Certification is an optional process to interrupt automatic inclusion of additional objects in a zone based on rule expansion behavior by requiring manual certification of the additional objects. It allows administrators or power users to manually review and approve objects before they appear in privilege zones.
This process gives you control over zone membership and helps prevent unexpected additions from triggering false findings.
Why use certification?
Without certification, BloodHound automatically includes objects in zones as soon as they match a rule’s expansion criteria. This can create unexpected findings when objects are inadvertently added to privileged groups. For example, if a new user is added to the Domain Admins group, BloodHound immediately tags them to the Tier Zero zone and generates attack path findings for that user. In the preceding example, certification solves this problem by requiring manual approval before objects are fully recognized within a zone. During the certification process, BloodHound still identifies the object’s relationship to the zone but generates a “Non-Certified Principal with Tier Zero Privileges” finding instead of standard attack path findings. This gives you time to review whether the object should remain in the zone or if its group membership was a mistake.BloodHound supports certification for zones only.
How certification works
When you enable certification for a zone:- Objects that match the zone’s rules enter a pending state
- BloodHound generates findings indicating the objects require certification
- Administrators or power users review objects in the Certifications tab
- Once certified, objects are fully recognized in the zone and BloodHound generates standard findings
- Alternatively, you can remove objects from privileged groups to prevent zone membership
Manage certifications
The Certifications tab on the Zone Builder page allows administrators and power users to review certification status and take action on objects in zones where certification has been configured. When you open the Certifications tab, BloodHound selects All Statuses by default. This view helps you confirm whether a specific object is already present in a zone without running separate searches for each certification status. The table title shows All Statuses and the total number of objects currently listed across these statuses: Pending, User Certified, Automatic, and Rejected. The certification table includes the following columns:| Column | Description |
|---|---|
| Type | The object type |
| Status | The certification status for the object |
| Object Name | The display name of the object |
| Environment | The environment where the object exists |
| Zone | The zone that BloodHound Enterprise associates with the object based on the configured zone hierarchy |
| First Seen | The date and time the object was first seen in the zone |
- You can certify or reject certification only for objects in zones where certification is enabled.

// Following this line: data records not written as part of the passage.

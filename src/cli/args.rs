//! CLI argument definitions using clap derive

use clap::{Parser, Subcommand, ValueEnum};
use std::path::PathBuf;

use crate::cli::commands::{
    completions::CompletionsArgs, hardware::HardwareCommands, init::InitArgs, price::PriceArgs,
    quote::QuoteArgs, rules::RulesCommands, validate::ValidateArgs, webbing::WebbingCommands,
};

#[derive(Parser)]
#[command(name = "sqt")]
#[command(author, version, about = "Strap Quote Toolkit")]
#[command(
    long_about = "Quote custom webbing straps across manufacturing regions from plain-text YAML catalogs."
)]
#[command(propagate_version = true)]
pub struct Cli {
    #[command(subcommand)]
    pub command: Commands,

    #[command(flatten)]
    pub global: GlobalOpts,
}

#[derive(clap::Args, Clone, Debug)]
pub struct GlobalOpts {
    /// Output format
    #[arg(long, short = 'f', global = true, default_value = "auto")]
    pub format: OutputFormat,

    /// Suppress non-essential output
    #[arg(long, short = 'q', global = true)]
    pub quiet: bool,

    /// Enable verbose output (debug logging on stderr)
    #[arg(long, short = 'v', global = true)]
    pub verbose: bool,

    /// Project root (default: auto-detect by finding .sqt/)
    #[arg(long, global = true)]
    pub project: Option<PathBuf>,
}

#[derive(Subcommand)]
pub enum Commands {
    /// Initialize a new SQT project with a sample catalog
    Init(InitArgs),

    /// Quote a strap in every manufacturing region
    Quote(QuoteArgs),

    /// Flat single-region price for a quick strap build
    Price(PriceArgs),

    /// Browse the webbing catalog
    #[command(subcommand)]
    Webbing(WebbingCommands),

    /// Browse the hardware catalog
    #[command(subcommand)]
    Hardware(HardwareCommands),

    /// Browse regional pricing rules
    #[command(subcommand)]
    Rules(RulesCommands),

    /// Validate catalog files and cross-record consistency
    Validate(ValidateArgs),

    /// Generate shell completions
    Completions(CompletionsArgs),
}

#[derive(ValueEnum, Clone, Copy, Debug, Default, PartialEq, Eq)]
pub enum OutputFormat {
    /// Automatically detect based on context (yaml for show, tsv for list)
    #[default]
    Auto,
    /// YAML format (full fidelity)
    Yaml,
    /// Aligned columns for the terminal
    Tsv,
    /// JSON format (for programming)
    Json,
    /// CSV format (for spreadsheets)
    Csv,
    /// Markdown tables
    Md,
    /// Just IDs, one per line
    Id,
}
//! Catalog YAML errors rendered as source-annotated diagnostics

use miette::{Diagnostic, NamedSource, SourceSpan};
use serde::de::DeserializeOwned;
use thiserror::Error;

/// A catalog file that failed to parse, pointing at the offending location
#[derive(Debug, Error, Diagnostic)]
#[error("{message}")]
#[diagnostic(code(sqt::yaml::syntax))]
pub struct YamlSyntaxError {
    #[source_code]
    src: NamedSource<String>,

    #[label("here")]
    span: SourceSpan,

    #[help]
    help: Option<String>,

    message: String,
}

impl YamlSyntaxError {
    /// Build a diagnostic from a serde_yml error and the text it came from
    pub fn from_serde_error(err: &serde_yml::Error, source: &str, filename: &str) -> Self {
        let (line, column) = err
            .location()
            .map(|loc| (loc.line(), loc.column()))
            .unwrap_or((1, 1));
        let offset = line_col_to_offset(source, line, column);
        let message = err.to_string();

        Self {
            src: NamedSource::new(filename, source.to_string()),
            span: SourceSpan::from(offset..offset.saturating_add(1).min(source.len().max(1))),
            help: catalog_help(&message),
            message,
        }
    }

    /// The underlying parser message
    pub fn message(&self) -> &str {
        &self.message
    }
}

/// Deserialize `source` as `T`, reporting failures against `filename`
pub fn parse_yaml<T: DeserializeOwned>(source: &str, filename: &str) -> Result<T, YamlSyntaxError> {
    serde_yml::from_str(source).map_err(|e| YamlSyntaxError::from_serde_error(&e, source, filename))
}

/// Byte offset of a 1-based line/column position, clamped to the source
fn line_col_to_offset(source: &str, line: usize, column: usize) -> usize {
    let line_start = source
        .split_inclusive('\n')
        .take(line.saturating_sub(1))
        .map(str::len)
        .sum::<usize>();
    let line_len = source[line_start.min(source.len())..]
        .split('\n')
        .next()
        .map_or(0, str::len);
    (line_start + column.saturating_sub(1).min(line_len)).min(source.len())
}

/// Suggestions for the mistakes people make when hand-editing catalogs
fn catalog_help(message: &str) -> Option<String> {
    let msg = message.to_lowercase();

    if msg.contains("unknown variant") && msg.contains("usa") {
        return Some(
            "Regions are lowercase: usa, mexico, taiwan, vietnam, cambodia, china".to_string(),
        );
    }
    if msg.contains("unknown variant") && msg.contains("buckle") {
        return Some("Hardware category must be buckle, ring, slider, snap, or other".to_string());
    }
    if msg.contains("price tier key") {
        return Some("Price tier keys are minimum quantities, e.g. \"1\": 0.45 and \"500\": 0.38".to_string());
    }
    if msg.contains("missing field") {
        return Some("Add the missing field; `sqt init` writes complete example records".to_string());
    }
    if msg.contains("tab") {
        return Some("YAML requires spaces for indentation, not tabs.".to_string());
    }
    if msg.contains("duplicate") {
        return Some("Each key can only appear once. Remove or rename the duplicate key.".to_string());
    }
    if msg.contains("mapping values are not allowed") {
        return Some("You may be missing a space after ':' or have incorrect indentation.".to_string());
    }
    if msg.contains("invalid type") {
        return Some("Check that numbers are not quoted and lists use '- item' entries.".to_string());
    }

    None
}

#[cfg(test)]
mod tests {
    use super::*;
    use crate::entities::pricing_rule::PricingRule;

    #[test]
    fn test_line_col_to_offset() {
        let source = "line1\nline2\nline3";
        assert_eq!(line_col_to_offset(source, 1, 1), 0);
        assert_eq!(line_col_to_offset(source, 2, 1), 6);
        assert_eq!(line_col_to_offset(source, 3, 3), 14);
        assert_eq!(line_col_to_offset(source, 9, 9), source.len());
    }

    #[test]
    fn test_region_typo_gets_region_help() {
        let source = "region: brazil\nlabor_rate_per_unit: 1\n";
        let err = parse_yaml::<PricingRule>(source, "brazil.yaml").unwrap_err();
        assert!(err.message().contains("unknown variant"));
        assert!(err.help.as_deref().unwrap_or("").contains("lowercase"));
    }

    #[test]
    fn test_missing_field_help() {
        let err = parse_yaml::<PricingRule>("region: usa\n", "usa.yaml").unwrap_err();
        assert!(err.message().contains("missing field"));
        assert!(err.help.is_some());
    }

    #[test]
    fn test_unrelated_message_has_no_help() {
        assert!(catalog_help("something else entirely").is_none());
    }
}
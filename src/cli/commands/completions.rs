//! Shell completion generation
//!
//! # Usage
//!
//! ```bash
//! # Bash - add to ~/.bashrc
//! source <(sqt completions bash)
//!
//! # Zsh - add to ~/.zshrc
//! source <(sqt completions zsh)
//!
//! # Fish
//! sqt completions fish > ~/.config/fish/completions/sqt.fish
//! ```

use clap::CommandFactory;
use clap_complete::{generate, Shell};
use miette::Result;
use std::io;

use crate::cli::Cli;

#[derive(clap::Args, Debug)]
pub struct CompletionsArgs {
    /// Shell to generate completions for
    #[arg(value_enum)]
    pub shell: Shell,
}

pub fn run(args: CompletionsArgs) -> Result<()> {
    let mut cmd = Cli::command();
    generate(args.shell, &mut cmd, "sqt", &mut io::stdout());
    Ok(())
}
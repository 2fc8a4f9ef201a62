//! Command implementations

pub mod completions;
pub mod hardware;
pub mod init;
pub mod price;
pub mod quote;
pub mod rules;
pub mod validate;
pub mod webbing;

- Objects appear in the certification queue only when their rules have Automatic Certification turned off.
Filter certifications
Use the status filter, environment filter, and search box to refine the results.
- By Status
- By Environment
- By Search
Click the status dropdown menu and choose All Statuses, Pending, User Certified, Automatic, or Rejected.All Statuses is selected by default and lists objects across all statuses. The table title updates to match your selection and shows the total number of matching objects.
Actions are only available for certifications that require manual approval. You cannot certify or reject objects with the Automatic status.
Complete the certification action
- Use the checkboxes to select one or more objects.
- Click Certify or Reject as needed.
-
(Optional) Add a note to document the reason for your action.
- Click Skip Note to complete the certification action without a note
-
Click Cancel to exit without completing the certification action
Notes are visible to all BloodHound users in the History Log.